KANA
- Anaconda, Montana; United States;
- Frequency: 580 kHz

Ownership
- Owner: Ted Austin; (Southwest Montana Media LLC);

History
- First air date: October 24, 1946
- Last air date: August 21, 2023
- Call sign meaning: Anaconda

Technical information
- Facility ID: 668
- Class: D
- Power: 1,000 watts (day); 197 watts (night);
- Transmitter coordinates: 46°7′43″N 112°55′25″W﻿ / ﻿46.12861°N 112.92361°W
- Translator: 100.7 K264CZ (Butte)

= KANA =

Radio station in Anaconda, Montana, United States

KANA (580 AM) was a radio station licensed to serve Anaconda, Montana, United States. The station was owned by Ted Austin, through licensee Southwest Montana Media LLC. It aired a classic hits music format. The station's transmitter site was off Landfill Road in Anaconda, Montana.

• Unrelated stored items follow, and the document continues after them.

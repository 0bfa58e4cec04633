pub mod list;
pub mod project;
pub mod reset;
pub mod todo;
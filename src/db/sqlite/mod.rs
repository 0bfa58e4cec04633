//! SQLite implementation of the database traits.
//!
//! This module provides a SQLx-backed implementation of the repository
//! traits defined in the parent module.

mod connection;
mod project;
mod todo;


pub use connection::SqliteDatabase;
pub use project::SqliteProjectRepository;
pub use todo::SqliteTodoRepository;
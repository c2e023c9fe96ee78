//! Application state for the attendance engine API.
//!
//! This module defines the shared application state that is available
//! to all request handlers.

use std::sync::Arc;

use tokio::sync::RwLock;

use crate::config::ConfigLoader;
use crate::store::InMemoryStore;

/// Shared application state.
///
/// Holds the loaded configuration and the attendance store that imports
/// write to and reports read from.
#[derive(Clone)]
pub struct AppState {
    /// The loaded engine configuration.
    config: Arc<ConfigLoader>,
    /// The attendance store.
    store: Arc<RwLock<InMemoryStore>>,
}

impl AppState {
    /// Creates a new application state with an empty store seeded from `config`.
    pub fn new(config: ConfigLoader) -> Self {
        let store = InMemoryStore::from_config(&config);
        Self::with_store(config, store)
    }

    /// Creates a new application state around an existing store.
    pub fn with_store(config: ConfigLoader, store: InMemoryStore) -> Self {
        Self {
            config: Arc::new(config),
            store: Arc::new(RwLock::new(store)),
        }
    }

    /// Returns a reference to the configuration loader.
    pub fn config(&self) -> &ConfigLoader {
        &self.config
    }

    /// Returns the shared attendance store.
    pub fn store(&self) -> &RwLock<InMemoryStore> {
        &self.store
    }
}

The station was assigned the KANA call sign by the Federal Communications Commission.

==Ownership==
In December 2006, a deal was reached for KANA to be acquired by Butte Broadcasting, Inc. (Ronald Davis, president/general manager) from Jim Ray Carroll as part of a three-station deal with a total reported sale price of $500,000.

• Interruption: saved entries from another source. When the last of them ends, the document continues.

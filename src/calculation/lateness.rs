//! Lateness against the scheduled start.

use chrono::Duration;
use rust_decimal::Decimal;

use crate::models::{AttendanceRecord, PunchField, ShiftPolicy};

use super::clock_math::minutes_between;
use super::day_detection::DayCategory;

/// Calculates lateness in minutes.
///
/// The tolerance is a gate, not an allowance: once `clock_in` is past
/// `work_start + late_tolerance`, lateness is measured from `work_start`.
/// Sunday, a missing `clock_in`, and arrivals within the grace window are
/// zero.
///
/// # Example
///
/// ```
/// use attendance_engine::calculation::{calculate_lateness, DayCategory};
/// use attendance_engine::models::{AttendanceRecord, DaySchedule, OvertimeMode, ShiftPolicy};
/// use chrono::NaiveDate;
/// use rust_decimal::Decimal;
///
/// let schedule = DaySchedule::from_strs("08:00", "16:00", "18:00", "23:00", "17:00").unwrap();
/// let policy = ShiftPolicy {
///     id: 1,
///     name: "Shift 1".to_string(),
///     weekday: schedule.clone(),
///     saturday: schedule,
///     late_tolerance: 15,
///     overtime_mode: OvertimeMode::PerJam,
/// };
/// let mut record = AttendanceRecord::new(1, 1, NaiveDate::from_ymd_opt(2026, 1, 12).unwrap(), 1);
///
/// record.clock_in = Some("08:15".to_string());
/// assert_eq!(calculate_lateness(&record, &policy, DayCategory::Weekday), Decimal::ZERO);
///
/// record.clock_in = Some("08:16".to_string());
/// assert_eq!(calculate_lateness(&record, &policy, DayCategory::Weekday), Decimal::new(16, 0));
/// ```
pub fn calculate_lateness(
    record: &AttendanceRecord,
    policy: &ShiftPolicy,
    day: DayCategory,
) -> Decimal {
    let Some(schedule) = policy.schedule_for(day) else {
        return Decimal::ZERO;
    };
    let Some(clock_in) = record.time(PunchField::ClockIn) else {
        return Decimal::ZERO;
    };

    let tolerance = Duration::minutes(i64::from(policy.late_tolerance));
    let (grace_end, wrapped_seconds) = schedule.work_start.overflowing_add_signed(tolerance);
    // A grace window running past midnight can never be exceeded within the day.
    if wrapped_seconds != 0 || clock_in <= grace_end {
        return Decimal::ZERO;
    }

    Decimal::new(minutes_between(schedule.work_start, clock_in), 0)
}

Butte Broadcasting donated KANA to A.W.A.R.E., Inc., a non-profit corporation, effective August 3, 2012.

Effective October 25, 2018, A.W.A.R.E., Inc. sold KANA to Ted Austin's Southwest Montana Media LLC for $25,000.

On August 21, 2023, Southwest Montana Media surrendered the licenses for KANA and translator K264CZ to the Federal Communications Commission (FCC), who cancelled them the same day. Unpaid regulatory fees attributed to KANA were a factor in the September 2026 revocation of the license for another Southwest Montana Media station, KBOQ (100.9 FM) in Lima.